All Souls: The toughest test you’ll ever take - frisco
http://mssv.net/2007/08/24/all-souls-the-toughest-test-youll-ever-take/

======
biohacker42
My answers:

 _Can terrorism be justified?_

Sure, it's worked many times in history. Just the first example i can think
of: Beirut barracks bombing.

It targeted military personnel, I believe the victims were overwhelmingly
professional soldiers, and it worked. The international force pulled out of
Lebanon.

 _Would you have burned Franz Kafka’s manuscripts, as he requested in his
will?_

Yes, we have legal precedent that authors have an automatic copyright to their
works, and they can choose to not publish.

 _If the Greeks invented democracy, what is it?_

Working on the premise that they invented it, then it is easily and accurately
described as representative democracy.

 _Is Amazon.com good for literature?_

Yes, the ability to quickly and easily search a HUGE library like Amazon can
not be matched by a brick and mortar.

 _Is China overrated?_

It depends on your rating. In the short therm you can make an excellent case
for overvalued stocks.

In the long term, it easy to argue that for most of history China was the most
powerful and advanced nation on Earth.

It declined compared to the rest of the world only when it cuts itself off
from the rest of the world.

Or put more succinctly, humans are the cause of innovation and wealth.

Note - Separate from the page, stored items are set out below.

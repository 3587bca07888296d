//! Directory records fetched from the HR service and the resolved records
//! published to readers.

use chrono::{Datelike, NaiveDate};
use serde::Serialize;
use utoipa::ToSchema;

/// Label published when a user's department cannot be resolved.
pub const UNKNOWN_DEPARTMENT: &str = "(unknown department)";

const START_DATE_FORMAT: &str = "%Y-%m-%d";

/// Calendar start date split into components.
///
/// Unparsable source values collapse to `0/0/0` instead of failing the cycle.
///
/// # Examples
/// ```
/// use org_directory::domain::StartDate;
///
/// let date = StartDate::parse("2020-01-15");
/// assert_eq!((date.year, date.month, date.day), (2020, 1, 15));
/// assert_eq!(StartDate::parse("last spring"), StartDate::UNKNOWN);
/// ```
#[derive(Debug, Clone, Copy, PartialEq, Eq, Default)]
pub struct StartDate {
    /// Four-digit year, or 0 when unknown.
    pub year: i32,
    /// Month of year (1-12), or 0 when unknown.
    pub month: u32,
    /// Day of month (1-31), or 0 when unknown.
    pub day: u32,
}

impl StartDate {
    /// Placeholder for a missing or malformed start date.
    pub const UNKNOWN: Self = Self {
        year: 0,
        month: 0,
        day: 0,
    };

    /// Parse a `YYYY-MM-DD` value, yielding [`StartDate::UNKNOWN`] on mismatch.
    ///
    /// Surrounding whitespace is ignored, but the date itself must be zero
    /// padded: `2020-1-5` is unknown.
    #[must_use]
    pub fn parse(raw: &str) -> Self {
        let trimmed = raw.trim();
        if !is_padded_iso_date(trimmed) {
            return Self::UNKNOWN;
        }
        NaiveDate::parse_from_str(trimmed, START_DATE_FORMAT)
            .map(Self::from)
            .unwrap_or(Self::UNKNOWN)
    }

    /// Whether the source value parsed.
    #[must_use]
    pub const fn is_known(&self) -> bool {
        self.year != 0
    }

    /// Convert back into a calendar date, if the components form one.
    #[must_use]
    pub fn to_naive_date(self) -> Option<NaiveDate> {
        NaiveDate::from_ymd_opt(self.year, self.month, self.day)
    }
}

impl From<NaiveDate> for StartDate {
    fn from(value: NaiveDate) -> Self {
        Self {
            year: value.year(),
            month: value.month(),
            day: value.day(),
        }
    }
}

/// One member record as reported by the HR directory.
///
/// Records are scoped to a single refresh cycle and never mutated after the
/// fetch.
#[derive(Debug, Clone, PartialEq, Eq)]
pub struct DirectoryRecord {
    /// Directory-assigned identifier.
    pub id: String,
    /// Email as entered in the directory; not normalized.
    pub email: String,
    /// Office phone.
    pub phone: String,
    /// Job title.
    pub job_title: String,
    /// Parsed start date.
    pub start_date: StartDate,
    /// First department identifier linked to the member, if any.
    pub department_id: Option<String>,
    /// Directory identifier of the member's manager, if any.
    pub manager_id: Option<String>,
}

/// The organization the API credentials belong to.
#[derive(Debug, Clone, PartialEq, Eq)]
pub struct OrgInfo {
    /// Display name.
    pub name: String,
    /// Sub-domain used to build profile links.
    pub subdomain: String,
}

impl OrgInfo {
    /// Build the public profile URL of a directory member.
    ///
    /// # Examples
    /// ```
    /// use org_directory::domain::OrgInfo;
    ///
    /// let org = OrgInfo { name: "Co".into(), subdomain: "co".into() };
    /// assert_eq!(org.profile_url("pingboard.com", "42"), "https://co.pingboard.com/users/42");
    /// ```
    #[must_use]
    pub fn profile_url(&self, profile_domain: &str, record_id: &str) -> String {
        format!("https://{}.{profile_domain}/users/{record_id}", self.subdomain)
    }
}

/// Directory record joined to a local identity, as served to readers.
#[derive(Debug, Clone, PartialEq, Eq, Serialize, ToSchema)]
pub struct ResolvedUser {
    /// Local username the record is published under.
    #[schema(example = "alice")]
    pub username: String,
    /// Directory identifier.
    #[schema(example = "1")]
    pub id: String,
    /// Email exactly as reported by the directory.
    pub email: String,
    /// Public profile link in the directory.
    pub url: String,
    /// Start year, 0 when unknown.
    pub start_year: i32,
    /// Start month, 0 when unknown.
    pub start_month: u32,
    /// Start day, 0 when unknown.
    pub start_day: u32,
    /// Office phone.
    pub phone: String,
    /// Job title.
    pub job_title: String,
    /// Department name or [`UNKNOWN_DEPARTMENT`].
    pub department: String,
    /// Manager's local username; empty when the manager has no local identity.
    pub manager: String,
}

impl ResolvedUser {
    /// Start date components as a [`StartDate`].
    #[must_use]
    pub const fn start_date(&self) -> StartDate {
        StartDate {
            year: self.start_year,
            month: self.start_month,
            day: self.start_day,
        }
    }
}

/// `true` for exactly ten bytes shaped `DDDD-DD-DD`.
fn is_padded_iso_date(value: &str) -> bool {
    value.len() == 10
        && value.bytes().enumerate().all(|(position, byte)| match position {
            4 | 7 => byte == b'-',
            _ => byte.is_ascii_digit(),
        })
}
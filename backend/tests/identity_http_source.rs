//! Behaviour of the identity service adapter against a stubbed HTTP server.

use std::time::Duration;

use org_directory::domain::ports::{IdentitySource, IdentitySourceError, LocalIdentity};
use org_directory::domain::{LocalIdentityIndex, NormalizedEmail};
use org_directory::outbound::identity::IdentityHttpSource;
use serde_json::json;
use url::Url;
use wiremock::matchers::{header, method, path, query_param};
use wiremock::{Mock, MockServer, ResponseTemplate};

fn source_for(server: &MockServer) -> IdentityHttpSource {
    let base = Url::parse(&server.uri()).expect("mock server uri");
    IdentityHttpSource::new(base, "svc-token", Duration::from_secs(5)).expect("client")
}

async fn mount_page(server: &MockServer, page: &str, body: serde_json::Value) {
    Mock::given(method("GET"))
        .and(path("/api/v4/users"))
        .and(query_param("page", page))
        .and(query_param("per_page", "2"))
        .and(header("authorization", "Bearer svc-token"))
        .respond_with(ResponseTemplate::new(200).set_body_json(body))
        .expect(1)
        .mount(server)
        .await;
}

#[tokio::test]
async fn full_pages_report_more_to_come() {
    let server = MockServer::start().await;
    mount_page(
        &server,
        "0",
        json!([
            { "username": "alice", "email": "alice@co.com" },
            { "username": "bob", "email": "bob@co.com" }
        ]),
    )
    .await;

    let page = source_for(&server)
        .list_identities(0, 2)
        .await
        .expect("page should load");

    assert!(page.has_more);
    assert_eq!(
        page.identities,
        vec![
            LocalIdentity::new("alice", "alice@co.com"),
            LocalIdentity::new("bob", "bob@co.com"),
        ]
    );
}

#[tokio::test]
async fn index_walks_every_page() {
    let server = MockServer::start().await;
    mount_page(
        &server,
        "0",
        json!([
            { "username": "alice", "email": "Alice@Co.com" },
            { "username": "bob", "email": "bob@co.com" }
        ]),
    )
    .await;
    mount_page(
        &server,
        "1",
        json!([{ "username": "carol", "email": "carol@co.com" }]),
    )
    .await;

    let index = LocalIdentityIndex::fetch(&source_for(&server), 2)
        .await
        .expect("index should build");

    assert_eq!(index.len(), 3);
    assert_eq!(
        index.username_for(&NormalizedEmail::new("alice@co.com")),
        Some("alice")
    );
    assert_eq!(
        index.username_for(&NormalizedEmail::new("carol@co.com")),
        Some("carol")
    );
}

#[tokio::test]
async fn failures_keep_the_status() {
    let server = MockServer::start().await;
    Mock::given(method("GET"))
        .and(path("/api/v4/users"))
        .respond_with(ResponseTemplate::new(500))
        .mount(&server)
        .await;

    let error = source_for(&server)
        .list_identities(0, 2)
        .await
        .expect_err("500 should fail");

    assert_eq!(error, IdentitySourceError::status(500_u16, "status 500"));
}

A
region which has the most humans with the most freedoms will out compete
regions with _significantly_ less of either people or freedoms.

It is a very reasonable assumption that the future will look much like the
past and China will be global super power.

 _What can we learn from Las Vegas?_

Gambling is profitable and popular and does not in and of itself destroy
civilization.

 _Is Dark Energy more interesting than Dark Matter?_

Dark matter is theorized to be non electromagnetic matter. Dark energy is
supposedly accelerating the expansion of the universe. Interesting is an ill
defined term. Dark Energy is more interesting to me personally, by my own
definition of "interesting."

 _Whither social democracy after Tony Blair?_

No.

 _Can animals think?_

Yes.

 _Why was resistance to the Mongols so seldom successful?_

Nomads like the Mongols and the Huns live on land that can not support crops
humans can survive on.

But it can support animals which can then support humans. This leads to lower
population density but a lot more horses per human.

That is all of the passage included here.